**TASK ITEM:** Filter the entries for the word "lowercase". Copy each line in which it occurs.

**TASK DATA:**
//! Command-line argument wrappers and command handlers.
//!
//! Argument structures carry the clap derives and convert into the core's
//! parameter types from [`tracking_gantt_core::params`], so the core never
//! depends on the CLI framework. [`Cli`] then runs each request against the
//! loaded configuration and prints the markdown result.

use std::io::Write;
use std::path::PathBuf;

use anyhow::{Context, Result};
use clap::Args;
use log::{info, warn};
use tracking_gantt_core::{
    display::{ChartWritten, RecordWritten, SnapshotSummary},
    read_snapshot, show_chart,
    snapshot::record,
    ConvertSnapshot, GanttConfig, GanttRendererBuilder, RenderChart, SummarizeSnapshot,
};

use crate::renderer::TerminalRenderer;

// ============================================================================
// CLI Argument Wrappers
// ============================================================================

/// Draw the chart for a snapshot
#[derive(Args)]
pub struct RenderArgs {
    /// Snapshot file (text layout, or a JSON record ending in .json)
    pub input: Option<PathBuf>,
    /// Image to write; .svg, .png, .bmp, .jpg or .jpeg
    #[arg(short, long)]
    pub output: Option<PathBuf>,
    /// Lower bound for the largest time shown on the axis
    #[arg(long, value_name = "N")]
    pub max_time: Option<i64>,
    /// Draw the "now" marker here instead of at the snapshot's timepoint
    #[arg(long, value_name = "N")]
    pub timepoint: Option<i64>,
    /// Figure width in pixels
    #[arg(long, value_name = "PX")]
    pub width: Option<u32>,
    /// Figure height in pixels
    #[arg(long, value_name = "PX")]
    pub height: Option<u32>,
    /// Print the chart as SVG to standard output instead of writing a file
    #[arg(long, conflicts_with = "output")]
    pub stdout: bool,
    /// Open the saved chart in the default image viewer
    #[arg(long, conflicts_with = "stdout")]
    pub show: bool,
}

impl From<RenderArgs> for RenderChart {
    fn from(val: RenderArgs) -> Self {
        RenderChart {
            input: val.input,
            output: val.output,
            max_time: val.max_time,
            timepoint: val.timepoint,
            width: val.width,
            height: val.height,
            font_size: None,
            show: val.show,
        }
    }
}

/// Print a per-activity table of a snapshot
#[derive(Args)]
pub struct SummaryArgs {
    /// Snapshot file; defaults to the configured input
    pub input: Option<PathBuf>,
}

impl From<SummaryArgs> for SummarizeSnapshot {
    fn from(val: SummaryArgs) -> Self {
        SummarizeSnapshot { input: val.input }
    }
}

/// Write a snapshot as a structured JSON record
#[derive(Args)]
pub struct ConvertArgs {
    /// Snapshot file to read
    pub input: PathBuf,
    /// JSON record to write
    pub output: PathBuf,
}

impl From<ConvertArgs> for ConvertSnapshot {
    fn from(val: ConvertArgs) -> Self {
        ConvertSnapshot {
            input: val.input,
            output: val.output,
        }
    }
}

/// Show the effective configuration
#[derive(Args)]
pub struct ConfigArgs {
    /// Save the effective configuration to the user config location
    #[arg(long)]
    pub init: bool,
}

// ============================================================================
// Command Handlers
// ============================================================================

/// Runs commands against a loaded configuration.
pub struct Cli {
    config: GanttConfig,
    renderer: TerminalRenderer,
}

impl Cli {
    pub fn new(config: GanttConfig, renderer: TerminalRenderer) -> Self {
        Self { config, renderer }
    }

    /// Draw a chart, either to the configured file or as SVG on stdout.
    pub fn render_chart(self, params: &RenderChart, to_stdout: bool) -> Result<()> {
        let config = self.config.with_overrides(params);

        let mut snapshot = read_snapshot(&config.input)
            .with_context(|| format!("Failed to read snapshot {}", config.input.display()))?;
        if let Some(timepoint) = params.timepoint {
            info!("Overriding timepoint {} with {timepoint}", snapshot.timepoint);
            snapshot.timepoint = timepoint;
        }

        let builder = if to_stdout {
            GanttRendererBuilder::new().with_options(config.chart.clone())
        } else {
            config.renderer_builder()
        };
        let renderer = builder.build().context("Invalid chart settings")?;
        let input = snapshot.chart_input();

        match renderer.output_path() {
            Some(path) => {
                let layout = renderer
                    .render(&input)
                    .with_context(|| format!("Failed to render chart to {}", path.display()))?;
                if params.show {
                    if let Err(e) = show_chart(path) {
                        warn!("Could not display {}: {e}", path.display());
                    }
                }
                self.renderer
                    .render(&ChartWritten::new(path, &layout).to_string())
            }
            None => {
                let layout = renderer.layout(&input).context("Failed to lay out chart")?;
                let svg = renderer
                    .render_svg(&layout)
                    .context("Failed to render chart")?;
                std::io::stdout()
                    .write_all(svg.as_bytes())
                    .context("Failed to write chart to stdout")
            }
        }
    }

    /// Print the per-activity table of a snapshot.
    pub fn summarize(&self, params: &SummarizeSnapshot) -> Result<()> {
        let input = params.input.as_ref().unwrap_or(&self.config.input);
        let snapshot = read_snapshot(input)
            .with_context(|| format!("Failed to read snapshot {}", input.display()))?;

        self.renderer
            .render(&SnapshotSummary::from_snapshot(&snapshot).to_string())
    }

    /// Re-encode a snapshot as a JSON record.
    pub fn convert(&self, params: ConvertSnapshot) -> Result<()> {
        let snapshot = read_snapshot(&params.input)
            .with_context(|| format!("Failed to read snapshot {}", params.input.display()))?;
        record::write_json(&snapshot, &params.output)
            .with_context(|| format!("Failed to write {}", params.output.display()))?;

        let written = RecordWritten {
            path: params.output,
            activities: snapshot.activity_ids().len(),
        };
        self.renderer.render(&written.to_string())
    }

    /// Print the effective configuration, saving it first with `init`.
    pub fn show_config(&self, init: bool) -> Result<()> {
        let json = self
            .config
            .to_json()
            .context("Failed to serialize configuration")?;

        let mut markdown = String::new();
        if init {
            let path = self
                .config
                .write_user_config()
                .context("Failed to save configuration")?;
            markdown.push_str(&format!("Saved configuration to {}\n\n", path.display()));
        }
        markdown.push_str(&format!("```json\n{json}\n```\n"));
        self.renderer.render(&markdown)
    }
}
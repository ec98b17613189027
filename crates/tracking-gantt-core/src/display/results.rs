//! Result messages for written files.

use std::fmt;
use std::path::PathBuf;

use crate::layout::ChartLayout;

/// A chart saved to disk.
pub struct ChartWritten<'a> {
    pub path: PathBuf,
    pub layout: &'a ChartLayout,
}

impl<'a> ChartWritten<'a> {
    pub fn new(path: impl Into<PathBuf>, layout: &'a ChartLayout) -> Self {
        Self {
            path: path.into(),
            layout,
        }
    }
}

impl fmt::Display for ChartWritten<'_> {
    fn fmt(&self, f: &mut fmt::Formatter<'_>) -> fmt::Result {
        writeln!(f, "Saved chart to {}", self.path.display())?;
        writeln!(f)?;
        writeln!(
            f,
            "- Rows: {} of {}",
            self.layout.rows.len(),
            self.layout.row_slots
        )?;
        writeln!(f, "- Time axis: 0..{}", self.layout.max_time + 1)?;
        if self.layout.now_line.is_some() {
            writeln!(f, "- Timepoint: {}", self.layout.timepoint)?;
        }
        Ok(())
    }
}

/// A snapshot record saved to disk.
pub struct RecordWritten {
    pub path: PathBuf,
    pub activities: usize,
}

impl fmt::Display for RecordWritten {
    fn fmt(&self, f: &mut fmt::Formatter<'_>) -> fmt::Result {
        writeln!(
            f,
            "Wrote snapshot record with {} activities to {}",
            self.activities,
            self.path.display()
        )
    }
}
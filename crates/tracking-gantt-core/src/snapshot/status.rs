//! Status of an activity at the snapshot timepoint.

use std::collections::BTreeSet;
use std::fmt;

use serde::{Deserialize, Serialize};

/// Type-safe enumeration of activity statuses.
#[derive(Debug, Clone, Copy, Serialize, Deserialize, PartialEq, Eq, Hash)]
#[serde(rename_all = "lowercase")]
pub enum ActivityStatus {
    /// Start and end are both realized
    Finished,

    /// Started, end still uncertain
    Active,

    /// Neither start nor end is realized
    Unstarted,
}

impl ActivityStatus {
    /// Status of activity `id` given the snapshot's id sets.
    ///
    /// Membership in `unstarted` takes precedence over `active`; an id in
    /// neither set is finished.
    pub fn from_id_sets(id: usize, active: &BTreeSet<usize>, unstarted: &BTreeSet<usize>) -> Self {
        if unstarted.contains(&id) {
            ActivityStatus::Unstarted
        } else if active.contains(&id) {
            ActivityStatus::Active
        } else {
            ActivityStatus::Finished
        }
    }

    /// Stable lowercase name.
    pub fn as_str(&self) -> &'static str {
        match self {
            ActivityStatus::Finished => "finished",
            ActivityStatus::Active => "active",
            ActivityStatus::Unstarted => "unstarted",
        }
    }

    /// Whether the start time is still sampled rather than known.
    pub fn has_sampled_start(&self) -> bool {
        matches!(self, ActivityStatus::Unstarted)
    }

    /// Whether the end time is still sampled rather than known.
    pub fn has_sampled_end(&self) -> bool {
        !matches!(self, ActivityStatus::Finished)
    }

    /// Visual indicator used in terminal summaries.
    pub fn icon(&self) -> &'static str {
        match self {
            ActivityStatus::Finished => "✓",
            ActivityStatus::Active => "➤",
            ActivityStatus::Unstarted => "○",
        }
    }
}

impl fmt::Display for ActivityStatus {
    fn fmt(&self, f: &mut fmt::Formatter<'_>) -> fmt::Result {
        write!(f, "{}", self.as_str())
    }
}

**SOLUTION TO THIS EXERCISE:**
#[serde(rename_all = "lowercase")]
    /// Stable lowercase name.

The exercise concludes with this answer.